EXERCISE DESCRIPTION
Each line in the records below, from the one that contains "async fn setup(entries: usize, limits: &[u32])" to the one that contains "let now = Utc::now();", should be reproduced exactly, the first and last included.

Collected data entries
%%

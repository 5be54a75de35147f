//! Proxy allocation engine.

use arc_swap::ArcSwap;
use chrono::{DateTime, Utc};
use std::sync::Arc;

use crate::allocator::types::{AllocationError, AllocationResult, AllocationView, GatewayEndpoint};
use crate::model::{Allocation, ProxyPoolEntry};
use crate::observability::metrics;
use crate::store::{Store, StoreState};

/// Binds users to shared pool entries and hands out gateway ports.
pub struct Allocator {
    store: Arc<Store>,
    gateway: ArcSwap<GatewayEndpoint>,
}

impl Allocator {
    pub fn new(store: Arc<Store>, gateway: GatewayEndpoint) -> Self {
        Self {
            store,
            gateway: ArcSwap::from_pointee(gateway),
        }
    }

    /// Swap the advertised gateway endpoint (config reload).
    pub fn update_gateway(&self, gateway: GatewayEndpoint) {
        tracing::info!(address = %gateway.address, listen_port = gateway.listen_port, "Gateway endpoint updated");
        self.gateway.store(Arc::new(gateway));
    }

    pub fn gateway(&self) -> Arc<GatewayEndpoint> {
        self.gateway.load_full()
    }

    /// Allocate the user's full batch of proxies.
    pub async fn allocate(&self, user_id: u64) -> Result<Vec<AllocationResult>, AllocationError> {
        self.allocate_at(user_id, Utc::now()).await
    }

    /// [`Allocator::allocate`] with an explicit clock.
    pub async fn allocate_at(
        &self,
        user_id: u64,
        now: DateTime<Utc>,
    ) -> Result<Vec<AllocationResult>, AllocationError> {
        let gateway = self.gateway.load_full();
        let outcome = self
            .store
            .transact(|state| allocate_in(state, user_id, now, &gateway))
            .await;

        match &outcome {
            Ok(results) => {
                tracing::info!(
                    user_id,
                    count = results.len(),
                    first_port = results.first().map(|r| r.gateway_virtual_port),
                    "Proxies allocated"
                );
                metrics::record_allocation(results.len());
                let (used, capacity) = pool_usage(&self.store.snapshot());
                metrics::record_pool_usage(used, capacity);
            }
            Err(e) => {
                tracing::warn!(user_id, error = %e, "Allocation rejected");
                metrics::record_allocation_failure(e.reason());
            }
        }
        outcome
    }

    /// The user's allocations joined with their pool entries, by port.
    ///
    /// Empty when the user has none (or does not exist).
    pub fn list_allocations(&self, user_id: u64) -> Vec<AllocationView> {
        let state = self.store.snapshot();
        let gateway = self.gateway.load();
        let Some(user) = state.users.get(&user_id) else {
            return Vec::new();
        };

        state
            .allocations_for(user_id)
            .into_iter()
            .filter_map(|a| {
                state
                    .pool
                    .get(&a.proxy_pool_id)
                    .map(|entry| AllocationResult::new(a, entry, user, &gateway))
            })
            .collect()
    }

    /// Returning proxies to the pool is not supported yet.
    pub async fn release(&self, user_id: u64) -> Result<(), AllocationError> {
        tracing::warn!(user_id, "Release requested but not implemented");
        metrics::record_allocation_failure("not_implemented");
        Err(AllocationError::NotImplemented("Proxy release"))
    }
}

/// The allocation transaction body. Any `Err` discards every change.
fn allocate_in(
    state: &mut StoreState,
    user_id: u64,
    now: DateTime<Utc>,
    gateway: &GatewayEndpoint,
) -> Result<Vec<AllocationResult>, AllocationError> {
    let user = state
        .users
        .get(&user_id)
        .filter(|u| u.is_active)
        .cloned()
        .ok_or(AllocationError::NoSubscription)?;

    let subscription = state
        .subscriptions
        .get(&user_id)
        .filter(|s| s.is_active)
        .ok_or(AllocationError::NoSubscription)?;
    if subscription.is_expired_at(now) {
        return Err(AllocationError::SubscriptionExpired);
    }
    if subscription.allocated_proxies_count > 0 {
        return Err(AllocationError::AlreadyAllocated);
    }
    let quantity = subscription.allocated_proxies_limit;

    let available = state
        .pool
        .values()
        .filter(|e| e.is_available())
        .take(quantity as usize)
        .count() as u32;
    if available < quantity {
        return Err(AllocationError::InsufficientCapacity {
            requested: quantity,
            available,
        });
    }
    if quantity == 0 {
        return Ok(Vec::new());
    }

    let first_port = state
        .reserve_ports(quantity)
        .map_err(|e| AllocationError::PortsExhausted { requested: e.requested })?;

    let mut bound: Vec<ProxyPoolEntry> = Vec::with_capacity(quantity as usize);
    for entry in state
        .pool
        .values_mut()
        .filter(|e| e.is_available())
        .take(quantity as usize)
    {
        let occupied = entry.occupy(now);
        debug_assert!(occupied, "candidate entry {} was not available", entry.id);
        bound.push(entry.clone());
    }

    let mut results = Vec::with_capacity(bound.len());
    // reserve_ports guarantees first_port + quantity - 1 fits in u16
    for (port, entry) in (first_port..=u16::MAX).zip(bound.iter()) {
        let allocation = Allocation {
            id: state.allocate_allocation_id(),
            user_id,
            proxy_pool_id: entry.id,
            gateway_port: port,
            allocated_at: now,
        };
        results.push(AllocationResult::new(&allocation, entry, &user, gateway));
        state.allocations.push(allocation);
    }

    if let Some(subscription) = state.subscriptions.get_mut(&user_id) {
        subscription.allocated_proxies_count = quantity;
    }
    Ok(results)
}

/// (used slots, total capacity) over active entries.
pub fn pool_usage(state: &StoreState) -> (u64, u64) {
    state
        .pool
        .values()
        .filter(|e| e.is_active)
        .fold((0, 0), |(used, cap), e| {
            (used + u64::from(e.current_users), cap + u64::from(e.max_users))
        })
}

#[cfg(test)]
mod tests {
    use super::*;
    use crate::model::{NewPoolEntry, ProxyType, Subscription, User};
    use crate::plans::PlanTier;
    use chrono::Duration;

    fn gateway() -> GatewayEndpoint {
        GatewayEndpoint {
            address: "localhost".into(),
            listen_port: 8080,
        }
    }

    /// Store with `entries` single-user pool entries and one user per limit.
    async fn setup(entries: usize, limits: &[u32]) -> Arc<Store> {
        let store = Arc::new(Store::new(10000));
        let limits = limits.to_vec();
        store
            .transact(move |state| {
                for i in 0..entries {
                    let id = state.allocate_pool_id();
                    let new = NewPoolEntry::new(ProxyType::Residential, format!("10.0.0.{}", i + 1), 3128)
                        .with_max_users(1);
                    state.pool.insert(id, ProxyPoolEntry::from_new(id, new));
                }
                for limit in limits {
                    let id = state.allocate_user_id();
                    let now = Utc::now();
                    state.users.insert(id, User {
                        id,
                        username: format!("user{}", id),
                        email: format!("user{}@example.com", id),
                        api_key: format!("pk_test{}", id),
                        is_active: true,
                        created_at: now,
                    });
                    let mut sub = Subscription::for_plan(id, PlanTier::Starter, now);
                    sub.allocated_proxies_limit = limit;
                    state.subscriptions.insert(id, sub);
                }
                Ok::<_, ()>(())
            })
            .await
            .unwrap();
        store
    }

    #[tokio::test]
    async fn test_allocate_assigns_consecutive_ports() {
        let store = setup(5, &[3]).await;
        let allocator = Allocator::new(store.clone(), gateway());

        let results = allocator.allocate(1).await.unwrap();
        let ports: Vec<u16> = results.iter().map(|r| r.gateway_virtual_port).collect();
        assert_eq!(ports, vec![10000, 10001, 10002]);
        assert_eq!(results[0].pool_entry_id, 1);
        assert_eq!(results[0].credential.username, "user1");
        assert_eq!(results[0].credential.password, "pk_test1");
        assert_eq!(results[0].gateway_listen_port, 8080);

        let snap = store.snapshot();
        assert_eq!(snap.subscriptions[&1].allocated_proxies_count, 3);
        assert_eq!(snap.pool[&1].current_users, 1);
        assert!(snap.pool[&1].last_used.is_some());
        assert_eq!(snap.pool[&4].current_users, 0);
    }

    #[tokio::test]
    async fn test_second_allocate_is_rejected() {
        let store = setup(5, &[2]).await;
        let allocator = Allocator::new(store.clone(), gateway());

        allocator.allocate(1).await.unwrap();
        let err = allocator.allocate(1).await.unwrap_err();
        assert_eq!(err, AllocationError::AlreadyAllocated);
        assert_eq!(store.snapshot().allocations.len(), 2);
    }

    #[tokio::test]
    async fn test_insufficient_capacity_is_atomic() {
        let store = setup(3, &[5]).await;
        let allocator = Allocator::new(store.clone(), gateway());

        let err = allocator.allocate(1).await.unwrap_err();
        assert_eq!(err, AllocationError::InsufficientCapacity { requested: 5, available: 3 });

        let snap = store.snapshot();
        assert!(snap.allocations.is_empty());
        assert_eq!(snap.subscriptions[&1].allocated_proxies_count, 0);
        assert!(snap.pool.values().all(|e| e.current_users == 0));
        assert_eq!(snap.next_gateway_port, 10000);
    }

    #[tokio::test]
    async fn test_subscription_checks() {
        let store = setup(5, &[1, 1]).await;
        let allocator = Allocator::new(store.clone(), gateway());

        // Unknown user
        assert_eq!(allocator.allocate(99).await.unwrap_err(), AllocationError::NoSubscription);

        store
            .transact(|state| {
                state.subscriptions.get_mut(&1).unwrap().is_active = false;
                state.subscriptions.get_mut(&2).unwrap().expires_at = Utc::now() - Duration::days(1);
                Ok::<_, ()>(())
            })
            .await
            .unwrap();

        assert_eq!(allocator.allocate(1).await.unwrap_err(), AllocationError::NoSubscription);
        assert_eq!(allocator.allocate(2).await.unwrap_err(), AllocationError::SubscriptionExpired);
    }

    #[tokio::test]
    async fn test_shared_entries_and_inactive_entries() {
        let store = setup(0, &[2, 2]).await;
        store
            .transact(|state| {
                for (ip, active) in [("10.1.0.1", false), ("10.1.0.2", true), ("10.1.0.3", true)] {
                    let id = state.allocate_pool_id();
                    let mut entry = ProxyPoolEntry::from_new(id, NewPoolEntry::new(ProxyType::Datacenter, ip, 80).with_max_users(2));
                    entry.is_active = active;
                    state.pool.insert(id, entry);
                }
                Ok::<_, ()>(())
            })
            .await
            .unwrap();
        let allocator = Allocator::new(store.clone(), gateway());

        let first = allocator.allocate(1).await.unwrap();
        let second = allocator.allocate(2).await.unwrap();
        assert_eq!(first.iter().map(|r| r.pool_entry_id).collect::<Vec<_>>(), vec![2, 3]);
        assert_eq!(second.iter().map(|r| r.pool_entry_id).collect::<Vec<_>>(), vec![2, 3]);
        assert_eq!(second[0].gateway_virtual_port, 10002);

        let snap = store.snapshot();
        assert_eq!(snap.pool[&1].current_users, 0);
        assert!(snap.pool.values().all(|e| e.current_users <= e.max_users));
        assert_eq!(pool_usage(&snap), (4, 4));
    }

    #[tokio::test]
    async fn test_list_allocations() {
        let store = setup(4, &[2, 2]).await;
        let allocator = Allocator::new(store, gateway());

        assert!(allocator.list_allocations(1).is_empty());
        assert!(allocator.list_allocations(42).is_empty());

        allocator.allocate(1).await.unwrap();
        let listed = allocator.list_allocations(1);
        assert_eq!(listed.len(), 2);
        assert_eq!(listed[0].original_proxy_type, ProxyType::Residential);
        assert_eq!(listed[0].original_proxy_country.as_deref(), Some("US"));
        assert!(allocator.list_allocations(2).is_empty());

        allocator.update_gateway(GatewayEndpoint {
            address: "gw.example.net".into(),
            listen_port: 9000,
        });
        let listed = allocator.list_allocations(1);
        assert_eq!(listed[1].connection_string(), "user1_10001:pk_test1@gw.example.net:9000");
    }

    #[tokio::test]
    async fn test_release_is_not_implemented() {
        let store = setup(2, &[1]).await;
        let allocator = Allocator::new(store.clone(), gateway());
        allocator.allocate(1).await.unwrap();

        let err = allocator.release(1).await.unwrap_err();
        assert!(matches!(err, AllocationError::NotImplemented(_)));
        assert_eq!(store.snapshot().pool[&1].current_users, 1);
    }

    #[tokio::test]
    async fn test_port_exhaustion_aborts() {
        let seeded = setup(3, &[2]).await;
        let mut state = StoreState::clone(&seeded.snapshot());
        state.next_gateway_port = 65535;
        let store = Arc::new(Store::from_state(state));
        let allocator = Allocator::new(store.clone(), gateway());

        let err = allocator.allocate(1).await.unwrap_err();
        assert_eq!(err, AllocationError::PortsExhausted { requested: 2 });
        assert!(store.snapshot().allocations.is_empty());
    }
}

%%

RESPONSE TO THIS TASK
    async fn setup(entries: usize, limits: &[u32]) -> Arc<Store> {
        let store = Arc::new(Store::new(10000));
        let limits = limits.to_vec();
        store
            .transact(move |state| {
                for i in 0..entries {
                    let id = state.allocate_pool_id();
                    let new = NewPoolEntry::new(ProxyType::Residential, format!("10.0.0.{}", i + 1), 3128)
                        .with_max_users(1);
                    state.pool.insert(id, ProxyPoolEntry::from_new(id, new));
                }
                for limit in limits {
                    let id = state.allocate_user_id();
                    let now = Utc::now();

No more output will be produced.